And if the language includes equality,

  • $x=x$
  • $x=y \rightarrow (\alpha \rightarrow \alpha')$, where $\alpha$ is atomic and $\alpha'$ is obtained from $\alpha$ by replacing $x$ in zero or more places by $y$.

Here is my attempt to show $\vdash \exists x (Py \land Qx) \rightarrow Py \land \exists x Qx$:

  1. $\exists x (Py \land Qx) \rightarrow Py$ (Tautology)
  2. $\exists x (Py \land Qx)$ (Assumed)
  3. $Py$ (Modus ponens)

We have shown that $\exists x (Py \land Qx) \vdash Py$.

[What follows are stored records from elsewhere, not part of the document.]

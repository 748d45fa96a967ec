use crate::config::toml_config::ClientConfig;
use crate::domain::model::{Polygon, TerminalQuery};
use crate::utils::error::Result;
use clap::{Parser, Subcommand};

#[derive(Debug, Clone, Parser)]
#[command(name = "qiwi-client")]
#[command(about = "Query the QIWI terminal map and wallet API")]
pub struct CliConfig {
    #[arg(long, help = "Path to a TOML configuration file")]
    pub config: Option<String>,

    #[arg(long, help = "API token (overrides the configuration file)")]
    pub token: Option<String>,

    #[arg(long, help = "Request timeout in seconds")]
    pub timeout: Option<u64>,

    #[arg(long, help = "Override the base URL of every endpoint")]
    pub base_url: Option<String>,

    #[arg(long, help = "Enable verbose output")]
    pub verbose: bool,

    #[arg(long, help = "Emit JSON logs")]
    pub json_logs: bool,

    #[command(subcommand)]
    pub command: Command,
}

#[derive(Debug, Clone, Subcommand)]
pub enum Command {
    /// Terminals inside a bounding box
    Terminals {
        #[arg(long, allow_hyphen_values = true)]
        sw_lat: f64,
        #[arg(long, allow_hyphen_values = true)]
        sw_lng: f64,
        #[arg(long, allow_hyphen_values = true)]
        ne_lat: f64,
        #[arg(long, allow_hyphen_values = true)]
        ne_lng: f64,
        #[arg(long)]
        zoom: Option<u32>,
        #[arg(long, default_value = "30")]
        active_within_minutes: u32,
        #[arg(long)]
        include_partners: Option<bool>,
        #[arg(long, value_delimiter = ',')]
        partner_ids: Vec<String>,
        #[arg(long)]
        cash: Option<bool>,
        #[arg(long)]
        card: Option<bool>,
        #[arg(long)]
        identification_types: Option<u8>,
        #[arg(long, value_delimiter = ',')]
        terminal_groups: Vec<String>,
    },
    /// Terminal partner groups
    Partners,
    /// Wallet payment history
    History {
        #[arg(long)]
        wallet: String,
        #[arg(long, default_value = "10")]
        rows: u32,
        #[arg(long, help = "incoming, outgoing, qiwi_card or all")]
        operation: Option<String>,
    },
    /// Commission for a transfer
    Commission {
        #[arg(long, help = "Provider alias, e.g. QIWI_WALLET or \"Tinkoff Bank\"")]
        provider: String,
        #[arg(long)]
        account: String,
        #[arg(long)]
        amount: f64,
        #[arg(long, default_value = "RUB")]
        currency: String,
    },
}

impl CliConfig {
    /// File configuration (if any) with command line overrides applied.
    pub fn client_config(&self) -> Result<ClientConfig> {
        let mut config = match &self.config {
            Some(path) => ClientConfig::from_file(path)?,
            None => ClientConfig::default(),
        };

        if let Some(token) = &self.token {
            config.client.token = Some(token.clone());
        }
        if let Some(timeout) = self.timeout {
            config.client.timeout_seconds = Some(timeout);
        }
        if let Some(base) = &self.base_url {
            config.urls = crate::config::urls::Urls::with_base(base);
        }

        Ok(config)
    }
}

pub fn terminal_query(command: &Command) -> Option<TerminalQuery> {
    let Command::Terminals {
        sw_lat,
        sw_lng,
        ne_lat,
        ne_lng,
        zoom,
        active_within_minutes,
        include_partners,
        partner_ids,
        cash,
        card,
        identification_types,
        terminal_groups,
    } = command
    else {
        return None;
    };

    let non_empty = |v: &Vec<String>| (!v.is_empty()).then(|| v.clone());

    Some(TerminalQuery {
        polygon: Polygon::from_corners((*sw_lat, *sw_lng), (*ne_lat, *ne_lng)),
        zoom: *zoom,
        active_within_minutes: Some(*active_within_minutes),
        include_partners: *include_partners,
        partner_ids: non_empty(partner_ids),
        cache_terminals: *cash,
        card_terminals: *card,
        identification_types: *identification_types,
        terminal_groups: non_empty(terminal_groups),
    })
}
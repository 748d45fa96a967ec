#[cfg(feature = "cli")]
pub mod cli;
pub mod toml_config;
pub mod urls;

#[cfg(feature = "cli")]
pub use cli::CliConfig;
pub use toml_config::ClientConfig;
pub use urls::Urls;
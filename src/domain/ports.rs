use crate::domain::model::{Partner, Terminal, TerminalQuery};
use crate::utils::error::Result;
use async_trait::async_trait;
use serde::de::DeserializeOwned;

/// A typed entity the response mapper can build.
///
/// `FIELDS` lists the model's field names after wire-name translation (snake_case).
/// It is the schema used by [`crate::core::response::SpecMode::Filter`] and
/// [`crate::core::response::SpecMode::Strict`].
pub trait ApiModel: DeserializeOwned + Send {
    const FIELDS: &'static [&'static str];

    fn model_name() -> &'static str {
        std::any::type_name::<Self>()
            .rsplit("::")
            .next()
            .unwrap_or("model")
    }
}

#[async_trait]
pub trait TerminalLocator: Send + Sync {
    async fn terminals(&self, query: &TerminalQuery) -> Result<Vec<Terminal>>;
    async fn partners(&self) -> Result<Vec<Partner>>;
}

  1. $\exists x (Py \land Qx) \rightarrow \exists x Qx$ (Tautology)
  2. $\exists x (Py \land Qx)$ (Assumed)
  3. $\exists x Qx$ (Modus ponens)

We have shown that $\exists x (Py \land Qx) \vdash \exists x Qx$. By Rule T, $\exists x (Py \land Qx) \vdash Py \land \exists x Qx$. And by the Deduction Theorem, $\vdash \exists x (Py \land Qx) \rightarrow Py \land \exists x Qx$.

Is this correct?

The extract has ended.